PROBLEM REQUIREMENTS:
Write out once more the lines running from the top of the entries below to the line with "filename crates/agora-submission/src/processor.rs", both ends included.

──────────────────────────────

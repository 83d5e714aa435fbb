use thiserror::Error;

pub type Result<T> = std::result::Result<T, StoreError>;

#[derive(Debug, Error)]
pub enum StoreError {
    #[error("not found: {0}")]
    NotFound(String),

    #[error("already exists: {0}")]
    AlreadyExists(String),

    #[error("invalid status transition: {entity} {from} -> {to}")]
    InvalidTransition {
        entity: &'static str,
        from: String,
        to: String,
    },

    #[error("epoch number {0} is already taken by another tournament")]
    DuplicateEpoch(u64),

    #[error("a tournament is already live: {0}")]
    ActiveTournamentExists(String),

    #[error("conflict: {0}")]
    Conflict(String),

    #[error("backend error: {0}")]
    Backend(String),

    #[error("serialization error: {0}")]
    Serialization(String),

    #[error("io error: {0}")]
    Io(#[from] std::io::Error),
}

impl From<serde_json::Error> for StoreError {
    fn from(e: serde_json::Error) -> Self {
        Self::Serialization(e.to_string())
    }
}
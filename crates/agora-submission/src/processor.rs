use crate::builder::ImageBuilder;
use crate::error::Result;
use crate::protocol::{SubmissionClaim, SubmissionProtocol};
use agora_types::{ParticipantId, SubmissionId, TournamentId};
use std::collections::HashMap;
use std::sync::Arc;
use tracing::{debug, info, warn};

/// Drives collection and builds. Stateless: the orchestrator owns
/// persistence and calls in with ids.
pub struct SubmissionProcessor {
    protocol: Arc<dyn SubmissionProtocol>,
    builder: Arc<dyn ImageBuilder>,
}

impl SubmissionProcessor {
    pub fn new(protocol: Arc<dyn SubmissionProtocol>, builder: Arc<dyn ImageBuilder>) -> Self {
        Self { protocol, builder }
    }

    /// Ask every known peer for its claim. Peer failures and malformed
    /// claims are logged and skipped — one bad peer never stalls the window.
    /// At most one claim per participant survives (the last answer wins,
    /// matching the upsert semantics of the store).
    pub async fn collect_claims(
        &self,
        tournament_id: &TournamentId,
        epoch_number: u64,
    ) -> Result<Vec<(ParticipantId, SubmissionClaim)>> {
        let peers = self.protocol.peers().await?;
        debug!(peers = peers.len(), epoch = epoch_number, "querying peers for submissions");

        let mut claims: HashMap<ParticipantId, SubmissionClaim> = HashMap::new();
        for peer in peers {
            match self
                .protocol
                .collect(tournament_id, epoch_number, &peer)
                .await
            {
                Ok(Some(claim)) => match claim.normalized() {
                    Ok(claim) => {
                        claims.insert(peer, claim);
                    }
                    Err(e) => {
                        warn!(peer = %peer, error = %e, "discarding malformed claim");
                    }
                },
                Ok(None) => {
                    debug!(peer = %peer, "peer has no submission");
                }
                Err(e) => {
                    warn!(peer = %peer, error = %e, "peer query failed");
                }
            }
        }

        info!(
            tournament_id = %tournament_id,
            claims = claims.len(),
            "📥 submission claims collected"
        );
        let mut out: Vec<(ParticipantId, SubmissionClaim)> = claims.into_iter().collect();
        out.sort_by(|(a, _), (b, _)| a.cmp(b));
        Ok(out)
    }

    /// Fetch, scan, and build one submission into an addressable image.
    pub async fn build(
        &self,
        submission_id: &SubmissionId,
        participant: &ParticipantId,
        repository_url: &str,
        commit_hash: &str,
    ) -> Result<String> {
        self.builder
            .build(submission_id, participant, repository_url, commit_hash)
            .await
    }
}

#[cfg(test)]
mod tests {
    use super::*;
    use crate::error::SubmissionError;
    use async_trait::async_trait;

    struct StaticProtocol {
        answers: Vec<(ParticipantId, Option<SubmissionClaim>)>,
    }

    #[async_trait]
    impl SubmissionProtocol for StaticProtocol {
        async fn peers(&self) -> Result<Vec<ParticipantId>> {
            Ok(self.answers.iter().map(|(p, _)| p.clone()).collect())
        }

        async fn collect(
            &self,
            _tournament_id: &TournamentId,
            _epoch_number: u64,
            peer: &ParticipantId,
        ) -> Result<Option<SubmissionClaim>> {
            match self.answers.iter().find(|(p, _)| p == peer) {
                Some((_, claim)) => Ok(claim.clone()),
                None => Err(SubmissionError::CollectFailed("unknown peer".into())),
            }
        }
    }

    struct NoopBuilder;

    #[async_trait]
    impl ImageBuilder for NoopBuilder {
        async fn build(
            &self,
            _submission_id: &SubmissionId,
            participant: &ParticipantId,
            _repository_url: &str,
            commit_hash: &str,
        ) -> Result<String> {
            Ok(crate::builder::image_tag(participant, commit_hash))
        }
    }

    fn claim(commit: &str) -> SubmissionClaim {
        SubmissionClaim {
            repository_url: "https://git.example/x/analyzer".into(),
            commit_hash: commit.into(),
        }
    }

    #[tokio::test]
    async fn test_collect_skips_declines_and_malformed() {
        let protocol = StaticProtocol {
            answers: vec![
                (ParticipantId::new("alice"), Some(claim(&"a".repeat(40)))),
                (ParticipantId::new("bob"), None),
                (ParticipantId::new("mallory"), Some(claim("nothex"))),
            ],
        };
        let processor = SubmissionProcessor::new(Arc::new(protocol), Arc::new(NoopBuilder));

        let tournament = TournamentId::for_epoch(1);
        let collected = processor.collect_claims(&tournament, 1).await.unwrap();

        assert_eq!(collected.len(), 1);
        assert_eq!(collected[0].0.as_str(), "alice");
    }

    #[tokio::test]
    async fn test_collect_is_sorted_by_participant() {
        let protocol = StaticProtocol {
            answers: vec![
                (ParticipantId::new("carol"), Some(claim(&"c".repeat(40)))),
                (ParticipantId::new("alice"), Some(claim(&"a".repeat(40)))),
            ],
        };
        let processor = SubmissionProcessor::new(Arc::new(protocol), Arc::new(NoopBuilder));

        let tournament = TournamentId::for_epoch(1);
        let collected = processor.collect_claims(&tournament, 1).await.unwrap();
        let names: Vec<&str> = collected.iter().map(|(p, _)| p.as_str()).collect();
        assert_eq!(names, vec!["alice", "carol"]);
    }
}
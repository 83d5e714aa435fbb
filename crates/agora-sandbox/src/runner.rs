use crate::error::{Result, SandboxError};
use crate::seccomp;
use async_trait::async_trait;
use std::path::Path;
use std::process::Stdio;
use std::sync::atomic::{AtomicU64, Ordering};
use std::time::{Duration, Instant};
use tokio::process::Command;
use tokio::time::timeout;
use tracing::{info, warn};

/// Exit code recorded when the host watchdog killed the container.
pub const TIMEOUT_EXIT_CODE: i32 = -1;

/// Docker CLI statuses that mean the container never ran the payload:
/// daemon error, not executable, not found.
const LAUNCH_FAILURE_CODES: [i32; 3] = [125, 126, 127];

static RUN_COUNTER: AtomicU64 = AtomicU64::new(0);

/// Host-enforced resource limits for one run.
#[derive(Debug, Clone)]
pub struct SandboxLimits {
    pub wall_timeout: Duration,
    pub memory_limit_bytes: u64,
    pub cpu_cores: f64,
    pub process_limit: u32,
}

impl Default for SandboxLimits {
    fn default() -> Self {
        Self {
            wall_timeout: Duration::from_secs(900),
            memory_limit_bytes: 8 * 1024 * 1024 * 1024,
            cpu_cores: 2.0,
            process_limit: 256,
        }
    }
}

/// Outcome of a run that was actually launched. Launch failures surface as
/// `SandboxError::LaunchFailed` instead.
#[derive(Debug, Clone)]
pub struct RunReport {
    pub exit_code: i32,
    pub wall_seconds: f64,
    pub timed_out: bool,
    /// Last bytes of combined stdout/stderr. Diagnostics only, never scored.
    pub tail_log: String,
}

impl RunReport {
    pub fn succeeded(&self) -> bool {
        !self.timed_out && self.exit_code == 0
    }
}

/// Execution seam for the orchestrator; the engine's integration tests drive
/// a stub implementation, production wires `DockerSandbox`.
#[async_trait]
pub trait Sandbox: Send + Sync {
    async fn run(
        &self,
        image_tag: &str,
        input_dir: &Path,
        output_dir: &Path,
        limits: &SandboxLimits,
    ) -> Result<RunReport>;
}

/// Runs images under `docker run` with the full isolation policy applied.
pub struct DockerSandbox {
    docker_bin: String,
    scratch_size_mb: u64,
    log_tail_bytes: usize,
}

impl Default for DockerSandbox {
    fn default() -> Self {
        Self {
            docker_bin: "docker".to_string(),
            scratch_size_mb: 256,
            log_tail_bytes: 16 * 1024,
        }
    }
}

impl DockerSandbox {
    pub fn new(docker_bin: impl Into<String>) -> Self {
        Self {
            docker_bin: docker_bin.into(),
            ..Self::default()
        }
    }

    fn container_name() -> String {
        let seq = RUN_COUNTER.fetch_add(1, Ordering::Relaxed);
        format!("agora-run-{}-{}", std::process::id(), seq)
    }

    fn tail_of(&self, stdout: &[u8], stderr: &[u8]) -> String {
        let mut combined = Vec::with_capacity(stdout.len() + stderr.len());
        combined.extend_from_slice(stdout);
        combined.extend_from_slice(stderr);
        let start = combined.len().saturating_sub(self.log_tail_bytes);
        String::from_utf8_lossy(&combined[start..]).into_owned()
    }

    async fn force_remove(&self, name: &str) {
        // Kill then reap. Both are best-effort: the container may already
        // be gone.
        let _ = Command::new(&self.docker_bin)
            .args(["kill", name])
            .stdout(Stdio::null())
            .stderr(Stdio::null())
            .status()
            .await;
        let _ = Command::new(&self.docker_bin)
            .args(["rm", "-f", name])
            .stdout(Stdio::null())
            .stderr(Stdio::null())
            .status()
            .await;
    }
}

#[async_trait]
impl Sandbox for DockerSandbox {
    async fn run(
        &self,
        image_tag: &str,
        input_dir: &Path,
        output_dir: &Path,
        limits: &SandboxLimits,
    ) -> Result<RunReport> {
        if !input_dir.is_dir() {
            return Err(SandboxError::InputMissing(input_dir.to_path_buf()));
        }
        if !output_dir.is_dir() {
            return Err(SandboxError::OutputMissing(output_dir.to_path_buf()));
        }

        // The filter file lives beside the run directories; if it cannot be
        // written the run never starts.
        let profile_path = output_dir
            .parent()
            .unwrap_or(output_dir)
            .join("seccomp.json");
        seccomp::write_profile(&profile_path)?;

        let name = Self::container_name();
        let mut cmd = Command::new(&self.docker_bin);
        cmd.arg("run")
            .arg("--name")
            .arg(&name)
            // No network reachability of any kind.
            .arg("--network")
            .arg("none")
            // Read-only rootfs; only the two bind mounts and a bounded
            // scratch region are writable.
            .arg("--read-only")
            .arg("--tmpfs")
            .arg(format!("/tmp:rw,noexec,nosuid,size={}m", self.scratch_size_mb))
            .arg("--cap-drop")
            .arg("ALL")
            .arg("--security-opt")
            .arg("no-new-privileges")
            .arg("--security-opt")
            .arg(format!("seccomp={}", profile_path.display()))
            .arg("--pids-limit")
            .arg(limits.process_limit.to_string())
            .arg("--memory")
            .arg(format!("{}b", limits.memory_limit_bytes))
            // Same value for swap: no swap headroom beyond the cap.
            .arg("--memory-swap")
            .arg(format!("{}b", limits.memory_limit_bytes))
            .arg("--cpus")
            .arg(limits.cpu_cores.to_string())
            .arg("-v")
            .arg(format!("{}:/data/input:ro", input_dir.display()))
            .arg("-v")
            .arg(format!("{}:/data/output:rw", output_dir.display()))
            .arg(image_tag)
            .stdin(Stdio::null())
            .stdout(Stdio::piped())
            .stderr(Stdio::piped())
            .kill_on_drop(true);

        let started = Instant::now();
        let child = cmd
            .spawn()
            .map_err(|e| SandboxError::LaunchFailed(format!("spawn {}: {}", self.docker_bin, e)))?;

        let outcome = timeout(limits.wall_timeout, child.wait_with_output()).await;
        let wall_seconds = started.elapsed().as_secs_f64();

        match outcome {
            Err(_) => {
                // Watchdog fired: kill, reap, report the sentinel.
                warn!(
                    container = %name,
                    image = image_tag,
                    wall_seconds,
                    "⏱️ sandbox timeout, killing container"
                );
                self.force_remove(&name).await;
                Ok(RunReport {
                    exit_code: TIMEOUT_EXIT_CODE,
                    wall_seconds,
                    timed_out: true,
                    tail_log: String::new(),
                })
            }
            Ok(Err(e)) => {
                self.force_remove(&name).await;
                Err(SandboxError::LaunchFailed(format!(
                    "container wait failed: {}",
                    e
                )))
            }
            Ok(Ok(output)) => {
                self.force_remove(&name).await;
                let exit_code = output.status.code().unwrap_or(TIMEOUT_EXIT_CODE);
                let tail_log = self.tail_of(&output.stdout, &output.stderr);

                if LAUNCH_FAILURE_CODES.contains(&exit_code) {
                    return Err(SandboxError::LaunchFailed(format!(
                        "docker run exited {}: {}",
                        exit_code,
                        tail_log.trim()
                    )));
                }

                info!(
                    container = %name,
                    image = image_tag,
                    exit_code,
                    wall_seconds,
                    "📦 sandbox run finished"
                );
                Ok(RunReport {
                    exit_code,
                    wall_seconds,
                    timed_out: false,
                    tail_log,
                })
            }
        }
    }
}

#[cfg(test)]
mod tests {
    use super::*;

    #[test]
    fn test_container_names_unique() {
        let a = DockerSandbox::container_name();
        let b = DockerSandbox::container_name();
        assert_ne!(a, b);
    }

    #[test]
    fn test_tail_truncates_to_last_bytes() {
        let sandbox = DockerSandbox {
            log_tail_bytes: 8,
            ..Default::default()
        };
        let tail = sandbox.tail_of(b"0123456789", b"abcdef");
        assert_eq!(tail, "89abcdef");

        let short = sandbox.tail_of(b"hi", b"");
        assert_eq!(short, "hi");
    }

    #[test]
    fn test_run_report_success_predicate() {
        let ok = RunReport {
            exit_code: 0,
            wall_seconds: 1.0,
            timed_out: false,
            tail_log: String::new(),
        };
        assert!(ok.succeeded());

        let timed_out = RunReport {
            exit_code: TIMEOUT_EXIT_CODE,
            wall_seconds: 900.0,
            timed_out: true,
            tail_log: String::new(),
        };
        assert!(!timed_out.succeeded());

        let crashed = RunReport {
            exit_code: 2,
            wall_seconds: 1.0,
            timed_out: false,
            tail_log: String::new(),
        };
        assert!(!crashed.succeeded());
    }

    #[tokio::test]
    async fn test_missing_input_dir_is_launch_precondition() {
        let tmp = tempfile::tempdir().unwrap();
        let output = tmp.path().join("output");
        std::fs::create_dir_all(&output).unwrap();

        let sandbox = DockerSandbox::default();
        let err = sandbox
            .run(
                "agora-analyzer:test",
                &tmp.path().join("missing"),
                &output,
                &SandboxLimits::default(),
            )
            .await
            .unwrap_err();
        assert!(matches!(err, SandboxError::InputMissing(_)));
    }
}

──────────────────────────────

ANSWER TO THE PROBLEM:
repository 83d5e714aa435fbb
use thiserror::Error;

pub type Result<T> = std::result::Result<T, StoreError>;

#[derive(Debug, Error)]
pub enum StoreError {
    #[error("not found: {0}")]
    NotFound(String),

    #[error("already exists: {0}")]
    AlreadyExists(String),

    #[error("invalid status transition: {entity} {from} -> {to}")]
    InvalidTransition {
        entity: &'static str,
        from: String,
        to: String,
    },

    #[error("epoch number {0} is already taken by another tournament")]
    DuplicateEpoch(u64),

    #[error("a tournament is already live: {0}")]
    ActiveTournamentExists(String),

    #[error("conflict: {0}")]
    Conflict(String),

    #[error("backend error: {0}")]
    Backend(String),

    #[error("serialization error: {0}")]
    Serialization(String),

    #[error("io error: {0}")]
    Io(#[from] std::io::Error),
}

impl From<serde_json::Error> for StoreError {
    fn from(e: serde_json::Error) -> Self {
        Self::Serialization(e.to_string())
    }
}
filename crates/agora-submission/src/processor.rs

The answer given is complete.